2.2.2. Strategi Kebijakan

  Dalam memberdayakan para PKL di Lapangan Pancasila, kebijakan yang dikeluarkan Pemerintah kota salatiga sejalan dengan model kebijakan Grindel (1980) yang memfokuskan pada tiga perhatian utama, yaitu memperhatikanlembaga-

  

lembaga yang bertanggung jawab, memperhatikan jaringan kekuatan (politik, sosial

dan ekonomi), serta memperhatikan dampak yang diharapakan atau tidak diharapkan

dari sebuah kebijakan.

  Dalam melibatkan lembaga-lembaga yang bertanggung jawab, membangun

jaringan dan memperhatikan dampak kebijakan, pemerintah menggunakan sejumlah

strategi yang memfokuskan pada usaha-usaha pemeberdayan PKL. Strategi tersebut

sejalan dengan tujuan pemberdayan itu sendiri, seperti yang dikemukakan Mubyarto

  (1999) bahwa proses pemberdayaan masyarakat diarahkan pada pengembangan sumber daya manusia, penciptaan peluang berusaha yang sesuai dengan keinginan masyarakat, dan merupakan strategi yang dilakukan untuk mengembangkan suatu kelompok atau individu didalam menjalani usaha atau kegiatan dalam mempertahankan hidup.

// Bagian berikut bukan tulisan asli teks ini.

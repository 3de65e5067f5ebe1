//! The interpreter instance: owns the heap, the three namespace
//! environments, and every piece of side-band state a running program
//! can observe.
//!
//! `Interp` is the seam between [`crate::gc::Gc`] (collection mechanics)
//! and [`crate::alloc::Allocator`] (budget accounting): every heap
//! construction goes through [`Interp::alloc`], which accounts for the
//! record's estimated size first and triggers a collection if the
//! allocator's soft threshold has armed, rather than letting `Gc` and
//! `Allocator` drift out of sync by updating them independently.

use crate::alloc::Allocator;
use crate::attributes::Attributes;
use crate::config::Config;
use crate::env::{self, DefFlags};
use crate::error::{ErrorCode, ErrorState, Frame};
use crate::eval;
use crate::gc::Gc;
use crate::intern::Intern;
use crate::types::TypeRegistry;
use crate::value::{HeapData, HeapId, Value};

pub struct Interp {
    pub gc: Gc,
    pub allocator: Allocator,
    pub intern: Intern,
    pub attributes: Attributes,
    pub types: TypeRegistry,
    pub errors: ErrorState,
    pub config: Config,
    pub stack_depth: usize,

    pub globals_env: HeapId,
    pub special_env: HeapId,
    pub macros_env: HeapId,

    /// The environment each live `eval` stack frame is currently working
    /// in, innermost last. [`eval::eval`] pushes its `env` argument here
    /// on entry and pops it on return; the trampoline in
    /// [`eval::eval_inner`] updates the top entry in place as tail
    /// positions rewrite `env` without recursing. Marked as GC roots
    /// ("the current environment chain" is always a GC root) so a collection triggered
    /// by an allocation mid-evaluation never sweeps the frame the
    /// in-flight call is bound in, even though it may not yet be
    /// reachable from any namespace or closure.
    pub active_envs: Vec<HeapId>,

    /// The form each live `eval` stack frame is currently reducing,
    /// parallel to `active_envs`. A call's unevaluated argument forms
    /// (and any nested sub-forms not yet reached) live only in this
    /// form's cons structure until they're individually evaluated; with
    /// nothing else pointing at them, an allocation triggered while
    /// evaluating an earlier argument could otherwise sweep a later one
    /// still waiting its turn. Rooting the form itself roots that whole
    /// structure transitively through `Gc::collect`'s mark phase.
    pub active_forms: Vec<Value>,
}

impl Default for Interp {
    fn default() -> Self {
        Self::new()
    }
}

impl Interp {
    pub fn new() -> Self {
        let mut gc = Gc::new();
        let intern = Intern::new_in(&mut gc);
        let globals_env = env::new_root_env(&mut gc);
        let special_env = env::new_root_env(&mut gc);
        let macros_env = env::new_root_env(&mut gc);
        let mut allocator = Allocator::new();
        let config = Config::default();
        allocator.set_mem_limit(config.mem_limit as u64);
        Interp {
            gc,
            allocator,
            intern,
            attributes: Attributes::new(),
            types: TypeRegistry::new(),
            errors: ErrorState::new(),
            config,
            stack_depth: 0,
            globals_env,
            special_env,
            macros_env,
            active_envs: Vec::new(),
            active_forms: Vec::new(),
        }
    }

    pub fn global_env(&self) -> HeapId {
        self.globals_env
    }

    /// Evaluate `form` in `env`, pushing a backtrace frame first so a
    /// `throw` part-way through points somewhere useful.
    pub fn eval_top(&mut self, form: Value, env: HeapId) -> Result<Value, (ErrorCode, String)> {
        self.errors.push_frame(Frame {
            file: None,
            line: None,
            form_summary: format!("{:?}", form.type_tag()),
        });
        let result = eval::eval(self, form, env);
        result
    }

    /// Rough per-record byte cost for allocator accounting. Doesn't need
    /// to be exact, only monotonic with what `HeapData` actually holds, so
    /// `mem-limit` behaves predictably rather than precisely.
    fn estimate_size(data: &HeapData) -> u64 {
        use std::mem::size_of;
        let base = size_of::<crate::flags::RtFlags>() as u64 + 16;
        base + match data {
            HeapData::Ident { name, .. } => name.len() as u64,
            HeapData::Cons(_) => size_of::<crate::value::Cons>() as u64,
            HeapData::Str(s) => match &s.storage {
                crate::value::StrStorage::Owned(bytes) => bytes.len() as u64,
                crate::value::StrStorage::View { .. } => 0,
            },
            HeapData::Wrapper(_, _) => size_of::<Value>() as u64,
            HeapData::Closure(c) => (c.body.len() * size_of::<Value>()) as u64 + 32,
            HeapData::ExtFunc(f) => f.name.len() as u64 + 16,
            HeapData::SpecialForm(sf) => sf.name.len() as u64 + 16,
            HeapData::Env(_) => 64,
        }
    }

    /// Allocate a heap record, accounting for its size and forcing a
    /// collection first if the request would exceed `mem-limit` or the
    /// soft threshold has armed since the last sweep.
    pub fn alloc(&mut self, data: HeapData) -> Result<HeapId, (ErrorCode, String)> {
        let size = Self::estimate_size(&data);
        if self.config.hyper_gc || self.allocator.triggered() {
            self.run_gc();
        }
        if self.allocator.account(size).is_err() {
            self.run_gc();
            self.allocator.account(size).map_err(|_| {
                tracing::warn!(size, mem_limit = self.config.mem_limit, "allocation exceeds mem-limit after gc");
                (ErrorCode::NoMem, "allocation exceeds configured mem-limit".to_string())
            })?;
        }
        Ok(self.gc.alloc(data))
    }

    /// Run one full collection cycle, finalizing every freed record:
    /// identifiers unlink from the intern table, every attribute table
    /// entry for the id is dropped, and a dying environment frame runs
    /// each of its symbols' finalizers.
    pub fn run_gc(&mut self) {
        tracing::debug!(all_mem = self.allocator.all_mem(), "running gc cycle");
        let mut roots = vec![
            Value::Env(self.globals_env),
            Value::Env(self.special_env),
            Value::Env(self.macros_env),
            // The standard-identifier cache: pre-interned at startup and
            // compared by `HeapId` on evaluator hot paths (`:` in dotted
            // patterns, `catch`/`finally`), so nothing else may reference
            // them for arbitrarily long stretches of a program's run.
            Value::Id(self.intern.std_colon),
            Value::Id(self.intern.std_defget),
            Value::Id(self.intern.std_defset),
            Value::Id(self.intern.std_catch),
            Value::Id(self.intern.std_finally),
        ];
        roots.extend(self.active_envs.iter().map(|id| Value::Env(*id)));
        roots.extend(self.active_forms.iter().copied());
        roots.extend(self.attributes.orig_form_values());
        let Some(freed) = self.gc.collect(roots) else {
            return;
        };
        let mut released = 0u64;
        for (id, obj) in freed {
            released += Self::estimate_size(&obj.data);
            self.attributes.remove_all(id);
            match obj.data {
                HeapData::Ident { name, .. } => self.intern.remove(&name),
                HeapData::Env(crate::env::EnvRecord::Normal { syms, .. }) => {
                    syms.foreach(|_, sym| {
                        if let Some(fin) = &sym.finalizer {
                            fin(sym.value);
                        }
                    });
                }
                _ => {}
            }
        }
        self.allocator.release(released);
        self.allocator.mark_swept();
        tracing::trace!(released, remaining = self.allocator.all_mem(), "gc cycle released bytes");
    }

    /// `def name value` in the global environment, honoring `allow-redef`.
    pub fn define_global(&mut self, id: HeapId, value: Value, flags: DefFlags) -> Result<(), (ErrorCode, String)> {
        env::define(&mut self.gc, self.globals_env, id, value, flags, true, self.config.allow_redef)
    }

    /// Register a special form under `name` in the special-operators
    /// namespace.
    pub fn define_special(&mut self, name: &str, handler: crate::value::SpecialFormFn, preprocessor: Option<crate::preprocessor::Program>) -> Result<(), (ErrorCode, String)> {
        let id = self.intern.intern(&mut self.gc, name);
        let sf_id = self.gc.alloc(HeapData::SpecialForm(crate::value::SpecialForm {
            name: name.to_string(),
            handler,
            preprocessor,
        }));
        env::define(&mut self.gc, self.special_env, id, Value::SpecialForm(sf_id), DefFlags(0), true, true)
    }

    /// Funnel an internal `Result` into the thrown-error state machine at
    /// the boundary where it meets a `Value`-returning guest-visible API
    /// ([`crate::value::ExtFn`], [`crate::value::SpecialFormFn`]). Internal
    /// code (unpack, environment lookups, binder) stays ergonomic with `?`;
    /// this is the single place that turns a Rust `Err` into something
    /// `try`/`catch` can observe. A no-op if an error is already set, so the
    /// first failure in a chain wins.
    pub fn throw_or<T>(&mut self, result: Result<T, (ErrorCode, String)>) -> Option<T> {
        match result {
            Ok(v) => Some(v),
            Err((code, msg)) => {
                if !self.errors.is_set() {
                    self.errors.throw(code as i32, msg);
                }
                None
            }
        }
    }

    /// Register a host (Rust-implemented) function under `name` in the
    /// global environment.
    pub fn define_ext_func(&mut self, name: &str, handler: crate::value::ExtFn) -> Result<(), (ErrorCode, String)> {
        let id = self.intern.intern(&mut self.gc, name);
        let ef_id = self.gc.alloc(HeapData::ExtFunc(crate::value::ExtFunc {
            name: name.to_string(),
            handler,
        }));
        self.define_global(id, Value::ExtFunc(ef_id), DefFlags(0))
    }
}

#[cfg(test)]
mod tests {
    use super::*;

    #[test]
    fn new_interp_has_three_empty_root_environments() {
        let interp = Interp::new();
        assert_ne!(interp.globals_env, interp.special_env);
        assert_ne!(interp.special_env, interp.macros_env);
    }

    #[test]
    fn alloc_tracks_allocator_accounting() {
        let mut interp = Interp::new();
        let before = interp.allocator.all_mem();
        interp
            .alloc(HeapData::Str(crate::value::SeqStr::owned(b"hello")))
            .unwrap();
        assert!(interp.allocator.all_mem() > before);
    }

    #[test]
    fn run_gc_never_collects_the_standard_identifier_cache() {
        // `:`, `defget`, `defset`, `catch`, `finally` are pre-interned at
        // startup and compared by `HeapId` deep in evaluator hot paths;
        // nothing in user code need ever reference them directly, so a
        // collection that didn't root them specifically would eventually
        // free their heap records even though `Intern` still holds (and
        // hands out) the now-dangling ids.
        let mut interp = Interp::new();
        for _ in 0..5 {
            interp.run_gc();
        }
        assert!(matches!(
            interp.gc.data(interp.intern.std_colon),
            HeapData::Ident { name, .. } if &**name == ":"
        ));
        assert!(matches!(
            interp.gc.data(interp.intern.std_catch),
            HeapData::Ident { name, .. } if &**name == "catch"
        ));
        assert_eq!(interp.intern.lookup(":"), Some(interp.intern.std_colon));
    }

    #[test]
    fn run_gc_keeps_an_orig_form_value_alive_via_the_attribute_table() {
        // A macro expansion's `ORIG-FORM` attribute holds the pre-expansion
        // call form, keyed on the expanded result's id. The result stays
        // reachable through the global it's bound to, but the original
        // form has no other pointer to it once expansion finishes.
        let mut interp = Interp::new();
        let call_form = interp
            .alloc(HeapData::Cons(crate::value::Cons {
                value: Value::Int(99),
                next: Value::Nil,
            }))
            .unwrap();
        let result = interp
            .alloc(HeapData::Cons(crate::value::Cons {
                value: Value::Int(1),
                next: Value::Nil,
            }))
            .unwrap();
        interp
            .attributes
            .set_orig_form(&mut interp.gc, result, Value::List(call_form));
        let name = interp.intern.intern(&mut interp.gc, "kept-result");
        interp
            .define_global(name, Value::List(result), DefFlags(0))
            .unwrap();
        interp.run_gc();
        assert!(matches!(
            interp.gc.data(call_form),
            HeapData::Cons(c) if c.value == Value::Int(99)
        ));
    }

    #[test]
    fn run_gc_unlinks_a_freed_identifier_from_intern() {
        let mut interp = Interp::new();
        let id = interp.intern.intern(&mut interp.gc, "throwaway");
        assert!(interp.intern.lookup("throwaway").is_some());
        let _ = id;
        interp.run_gc();
        assert!(interp.intern.lookup("throwaway").is_none());
    }

    #[test]
    fn mem_limit_rejects_an_oversized_allocation() {
        let mut interp = Interp::new();
        interp.config.mem_limit = 10;
        interp.allocator.set_mem_limit(10);
        let err = interp
            .alloc(HeapData::Str(crate::value::SeqStr::owned(b"way too long for ten bytes")))
            .unwrap_err();
        assert_eq!(err.0, ErrorCode::NoMem);
    }
}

  Sejalan dengan hal di atas, maka bisa dilihat bahwa strategi pemberdayaan PKL di Lapangan Pancasila, merujuk kepada peningkatan kesejahteraan PKL, dan usaha PKL dalam berdagang melalui kebijakan pemerintah yang melibatkan lembaga- lembaga administrasi yang bertanggung jawab, memperhatikan kekuatan jaringan, dan mengharapkan dampak positif dari kebijakan tersebut. Adapun strategi pemberdayaan PKL yang digunakan oleh Pemerintah Kota Salatiga dalam melaksanakan pemberdayaan PKL di Lapangan Pancasila, telah termuat dalam Peraturan Daerah (PERDA) Salatiga Nomor 4 Tahun 2015 tentang Penataan, Pengelolaan, dan Pemberdayaan Pedagang Kaki Lima. Oleh karena itu, untuk memahami PERDA tersebut, maka akan di jabarkan setiap strategi yang digunakan oleh pemerintah dalam melaksanakan pemberdayaan PKL di Lapangan Pancasila sebagai berikut: 1). Peningkatan Kemampuan Berusaha, Fasilitas Permodalan, dan Fasilitas Bantuan Sarana Dagang, 2). Penguatan Kelembagaan, 3). Fasilitas Peningkatan Produksi, 4). Pengolahan, Pengembangan Jaringan dan Promosi, 5).

  Pembinaan dan Bimbingan Teknis, 6). Peningkatan Kemitraan dengan Dunia Usaha.

2.2.3. Implementasi Kebijakan

  Grindle (1980:7) menyatakan, implementasi merupakan proses umum tindakan administratif yang dapat diteliti pada tingkat program tertentu. Sedangkan Van Meter dan Horn (Wibawa, dkk., 1994: 15) menyatakan bahwa implementasi kebijakan merupakan tindakan yang dilakukan oleh pemerintah dan swasta baik secara individu maupun secara kelompok yang dimaksudkan untuk mencapai tujuan.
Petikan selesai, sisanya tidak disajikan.